Ukrainian Journal of Perinatology and Pediatrics. 2025.3(103): 82-91. doi: 10.15574/PP.2025.3(103).8291
Kaminsky V. V.1, Lakatosh P. V.2, Melnik Yu. M.1, Lakatosh V. P.3, Kostenko O. Yu.3, Dukov O. O.2
1Shupyk National University of Healthcare of Ukraine, Kyiv
2Perinatal center of Kyiv, Ukraine
3Bogomolts National Medical University, Kyiv, Ukraine

For citation: Kaminsky VV, Lakatosh PV, Melnik YuM, Lakatosh VP, Kostenko OYu, Dukov OO. (2025). Effectiveness of ultrasound screening for pathological placentation in women with a uterine scar after cesarean section based on standard sonographic criteria. Ukrainian Journal of Perinatology and Pediatrics. 3(103): 82-91. doi: 10.15574/PP.2025.3(103).8291.
Article received: Apr 15, 2025. Accepted for publication: Sep 15, 2025.

Pathological placentation, including placenta previa (PP) and placenta accreta spectrum (PAS), is a major pregnancy complication in women with a cesarean section (CS) scar compared to normal placentation. Ultrasound with standardized sonographic criteria remains a key tool for timely detection of these conditions.
Aim – to assess the effectiveness of ultrasound screening for pathological placentation in women with a CS scar compared to NP using standard sonographic markers for early identification of PP and PAS.
Materials and methods. Between January 2020 and January 2023, 284 pregnant women with PP delivered at the Kyiv Perinatal Center. Among them, 145 had a CS scar, and 66 were suspected of PAS. Ultrasound examinations were performed using a Voluson 10 system in grayscale and color Doppler modes.
Results. In normal placentation, the “clear zone” was preserved, whereas in pathological placentation it was absent or irregular, serving as an early PAS marker.

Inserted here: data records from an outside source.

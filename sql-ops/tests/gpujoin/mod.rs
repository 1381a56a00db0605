// Copyright 2018-2022 Clemens Lutz
//
// Licensed under the Apache License, Version 2.0 (the "License");
// you may not use this file except in compliance with the License.
// You may obtain a copy of the License at
//
//     http://www.apache.org/licenses/LICENSE-2.0
//
// Unless required by applicable law or agreed to in writing, software
// distributed under the License is distributed on an "AS IS" BASIS,
// WITHOUT WARRANTIES OR CONDITIONS OF ANY KIND, either express or implied.
// See the License for the specific language governing permissions and
// limitations under the License.


#![allow(dead_code)]

use datagen::workload::{JoinWorkload, JoinWorkloadBuilder};
use data_store::{BlockStore, ColumnStore, DataStore, Datum, DestFormat, DestStore, RowStore, Tuple};
use sql_ops::join::{EquiJoin, GpuJoin, GpuJoinBuilder, GpuJoinFuncs, JoinKey, JoinType, MultiRels, MultiRelsBuilder};
use std::error::Error;
use std::result::Result;

#[derive(Clone, Copy, Debug, PartialEq, Eq)]
pub enum JoinMethod {
    NestLoop,
    Hash,
}

#[derive(Clone, Copy, Debug, PartialEq, Eq)]
pub enum SourceFormat {
    Row,
    Block,
    Column,
}

/// A star join of an outer relation with several inner relations.
///
/// Inner relation `d` joins on outer column `key_cols[d - 1]` equal to its
/// column 0.
#[derive(Clone, Debug)]
pub struct JoinCase {
    pub outer: Vec<Tuple>,
    pub outer_ncols: usize,
    pub inners: Vec<Vec<Tuple>>,
    pub inner_ncols: usize,
    pub join_types: Vec<JoinType>,
    pub key_cols: Vec<usize>,
    pub targets: Vec<(u32, usize)>,
}

impl JoinCase {
    /// Projects the outer payload, followed by key and payload of each inner
    /// relation.
    pub fn from_workload(workload: JoinWorkload, join_types: &[JoinType]) -> Self {
        let nrels = workload.inners.len();
        let outer_ncols = workload.outer_ncols();
        let mut targets = vec![(0, outer_ncols - 1)];
        for depth in 1..=nrels as u32 {
            targets.push((depth, 0));
            targets.push((depth, 1));
        }

        Self {
            outer: workload.outer,
            outer_ncols,
            inners: workload.inners,
            inner_ncols: JoinWorkload::inner_ncols(),
            join_types: join_types.to_vec(),
            key_cols: (1..=nrels).map(JoinWorkload::outer_key_column).collect(),
            targets,
        }
    }

    /// Generates a workload where some outer keys miss all inner rows.
    pub fn generate(
        outer_rows: usize,
        inner_rows: usize,
        join_types: &[JoinType],
        selectivity: u32,
    ) -> Result<Self, Box<dyn Error>> {
        let workload = JoinWorkloadBuilder::default()
            .outer_rows(outer_rows)
            .inner_rows(inner_rows)
            .relations(join_types.len())
            .selectivity(selectivity)
            .build()?;
        let mut case = Self::from_workload(workload, join_types);

        // Every seventh outer row references a key that doesn't exist.
        let missing = Datum::Int(inner_rows as i64 + 1000);
        for (i, tuple) in case.outer.iter_mut().enumerate().filter(|(i, _)| i % 7 == 3) {
            let mut values = tuple.values().to_vec();
            values[i % case.inners.len()] = missing.clone();
            *tuple = Tuple::new(values);
        }
        Ok(case)
    }

    /// Builds a case with byte string payloads from explicit keys.
    ///
    /// Outer row `i` is `(key, "o<i>")`, and row `r` of inner relation `d`
    /// is `(key, "r<d>-<r>")`. All inner relations join on outer column 0.
    pub fn with_keys(outer_keys: &[Option<i64>], inner_keys: &[&[Option<i64>]], join_types: &[JoinType]) -> Self {
        let key = |k: &Option<i64>| k.map_or(Datum::Null, Datum::Int);
        let outer = outer_keys
            .iter()
            .enumerate()
            .map(|(i, k)| Tuple::new(vec![key(k), Datum::Bytes(format!("o{}", i).into_bytes())]))
            .collect();
        let inners: Vec<Vec<Tuple>> = (1..)
            .zip(inner_keys.iter())
            .map(|(d, keys)| {
                keys.iter()
                    .enumerate()
                    .map(|(r, k)| Tuple::new(vec![key(k), Datum::Bytes(format!("r{}-{}", d, r).into_bytes())]))
                    .collect()
            })
            .collect();

        let mut targets = vec![(0, 1)];
        for depth in 1..=inners.len() as u32 {
            targets.push((depth, 0));
            targets.push((depth, 1));
        }

        Self {
            outer,
            outer_ncols: 2,
            key_cols: vec![0; inners.len()],
            inners,
            inner_ncols: 2,
            join_types: join_types.to_vec(),
            targets,
        }
    }

    pub fn nrels(&self) -> u32 {
        self.inners.len() as u32
    }

    pub fn equi_join(&self) -> EquiJoin {
        (1..)
            .zip(self.key_cols.iter())
            .fold(EquiJoin::new(self.nrels(), self.targets.clone()), |funcs, (depth, &col)| {
                funcs.key(
                    depth,
                    JoinKey {
                        outer_depth: 0,
                        outer_col: col,
                        inner_col: 0,
                    },
                )
            })
    }

    pub fn multirels(&self, method: JoinMethod) -> Result<MultiRels, Box<dyn Error>> {
        let funcs = self.equi_join();
        let mut builder = MultiRelsBuilder::new();
        for (depth, (tuples, &join_type)) in (1..).zip(self.inners.iter().zip(self.join_types.iter())) {
            builder = match method {
                JoinMethod::NestLoop => {
                    builder.nestloop(RowStore::from_tuples(self.inner_ncols, tuples.clone())?, join_type)
                }
                JoinMethod::Hash => builder.hashjoin(
                    funcs.build_hash_store(depth, self.inner_ncols, tuples.clone())?,
                    join_type,
                ),
            };
        }
        Ok(builder.build()?)
    }

    /// Splits the outer relation into `nchunks` source stores.
    pub fn sources(&self, format: SourceFormat, nchunks: usize) -> Result<Vec<DataStore>, Box<dyn Error>> {
        let chunk_len = ((self.outer.len() + nchunks - 1) / nchunks).max(1);
        self.outer
            .chunks(chunk_len)
            .map(|chunk| -> Result<DataStore, Box<dyn Error>> {
                let tuples = chunk.to_vec();
                let store: DataStore = match format {
                    SourceFormat::Row => RowStore::from_tuples(self.outer_ncols, tuples)?.into(),
                    SourceFormat::Block => BlockStore::from_tuples(self.outer_ncols, 8, 4, tuples)?.into(),
                    SourceFormat::Column => ColumnStore::from_tuples(self.outer_ncols, tuples)?.into(),
                };
                Ok(store)
            })
            .collect()
    }

    fn outer_key(&self, combo: &[Option<usize>], depth: usize) -> Option<&Datum> {
        let row = combo[0]?;
        self.outer[row]
            .attr(self.key_cols[depth - 1])
            .filter(|d| !d.is_null())
    }

    /// The expected rows in canonical order.
    pub fn expected(&self) -> Vec<String> {
        canonical(self.expected_rows())
    }

    /// Joins by brute force, relation by relation.
    pub fn expected_rows(&self) -> Vec<Vec<Datum>> {
        let mut combos: Vec<Vec<Option<usize>>> = (0..self.outer.len()).map(|i| vec![Some(i)]).collect();

        for (depth, (inner, &join_type)) in (1..).zip(self.inners.iter().zip(self.join_types.iter())) {
            let left = join_type == JoinType::Left || join_type == JoinType::Full;
            let right = join_type == JoinType::Right || join_type == JoinType::Full;
            let mut referenced = vec![false; inner.len()];
            let mut next = Vec::new();

            for combo in combos.iter() {
                let key = self.outer_key(combo, depth);
                let mut matched = false;
                for (row, tuple) in inner.iter().enumerate() {
                    if key.is_some() && key == tuple.attr(0) {
                        matched = true;
                        referenced[row] = true;
                        let mut joined = combo.clone();
                        joined.push(Some(row));
                        next.push(joined);
                    }
                }
                if !matched && left {
                    let mut joined = combo.clone();
                    joined.push(None);
                    next.push(joined);
                }
            }

            if right {
                for (row, _) in referenced.iter().enumerate().filter(|(_, r)| !**r) {
                    let mut joined = vec![None; depth];
                    joined.push(Some(row));
                    next.push(joined);
                }
            }
            combos = next;
        }

        combos
            .iter()
            .map(|combo| {
                self.targets
                    .iter()
                    .map(|&(depth, col)| {
                        let tuple = match (depth, combo[depth as usize]) {
                            (_, None) => None,
                            (0, Some(row)) => self.outer.get(row),
                            (d, Some(row)) => self.inners[d as usize - 1].get(row),
                        };
                        tuple
                            .and_then(|t| t.attr(col))
                            .cloned()
                            .unwrap_or(Datum::Null)
                    })
                    .collect()
            })
            .collect()
    }
}

/// Sorts rows into a canonical order for multiset comparison.
pub fn canonical(rows: Vec<Vec<Datum>>) -> Vec<String> {
    let mut rows: Vec<String> = rows.iter().map(|row| format!("{:?}", row)).collect();
    rows.sort();
    rows
}

/// Collects the rows of all destination stores.
pub fn collect_rows(dsts: &[DestStore]) -> Result<Vec<String>, Box<dyn Error>> {
    let mut rows = Vec::new();
    for dst in dsts {
        rows.extend(dst.rows()?);
    }
    Ok(canonical(rows))
}

/// Engine configuration of a test run.
#[derive(Clone, Copy, Debug)]
pub struct Setup {
    pub method: JoinMethod,
    pub src_format: SourceFormat,
    pub dst_format: DestFormat,
    pub dst_length: usize,
    pub grid_size: u32,
    pub block_size: u32,
    pub nchunks: usize,
}

impl Default for Setup {
    fn default() -> Self {
        Self {
            method: JoinMethod::Hash,
            src_format: SourceFormat::Row,
            dst_format: DestFormat::Row,
            dst_length: 1 << 20,
            grid_size: 4,
            block_size: 32,
            nchunks: 1,
        }
    }
}

pub fn build_join<F>(case: &JoinCase, setup: &Setup, funcs: F) -> Result<GpuJoin<F>, Box<dyn Error>>
where
    F: GpuJoinFuncs,
{
    Ok(GpuJoinBuilder::new()
        .grid_size(setup.grid_size)
        .block_size(setup.block_size)
        .num_threads(2)
        .build(case.multirels(setup.method)?, funcs)?)
}

/// Runs the join to completion and returns its destination stores.
pub fn run_join(case: &JoinCase, setup: &Setup) -> Result<Vec<DestStore>, Box<dyn Error>> {
    let mut join = build_join(case, setup, case.equi_join())?;
    let sources = case.sources(setup.src_format, setup.nchunks)?;
    let ncols = case.targets.len();
    let (format, length) = (setup.dst_format, setup.dst_length);

    Ok(join.run_to_completion(&sources, || Ok(DestStore::new(format, ncols, length)?))?)
}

PP showed mild myometrial thinning and lacunae without abnormal blood flow, while PAS was associated with marked myometrial thinning (<1 mm), asymmetric “torn” lacunae, and turbulent blood flow. Uterine contour deformation and vesicouterine hypervascularization with bridging vessels were key indicators of deep invasion and critical for cesarean
delivery planning.
Conclusions. PAS and PP features may coexist in the same placental bed, complicating differential diagnosis. Ultrasound screening in women with a CS scar is informative when standard markers are assessed comprehensively: myometrial thinning, loss of the “clear zone”, and vascular changes allow early detection, while exophytic masses
and uterine protrusion toward the bladder identify severe PAS forms, including placenta percreta.
The investigation is consistent with the principles of the Declaration of Helsinki. The patient's information was withheld from the investigation.
The authors declare that there is a conflict of interest.
Keywords: cesarean scar, cesarean section, ultrasound, grayscale imaging, color Doppler, pathological placentation, normal placentation.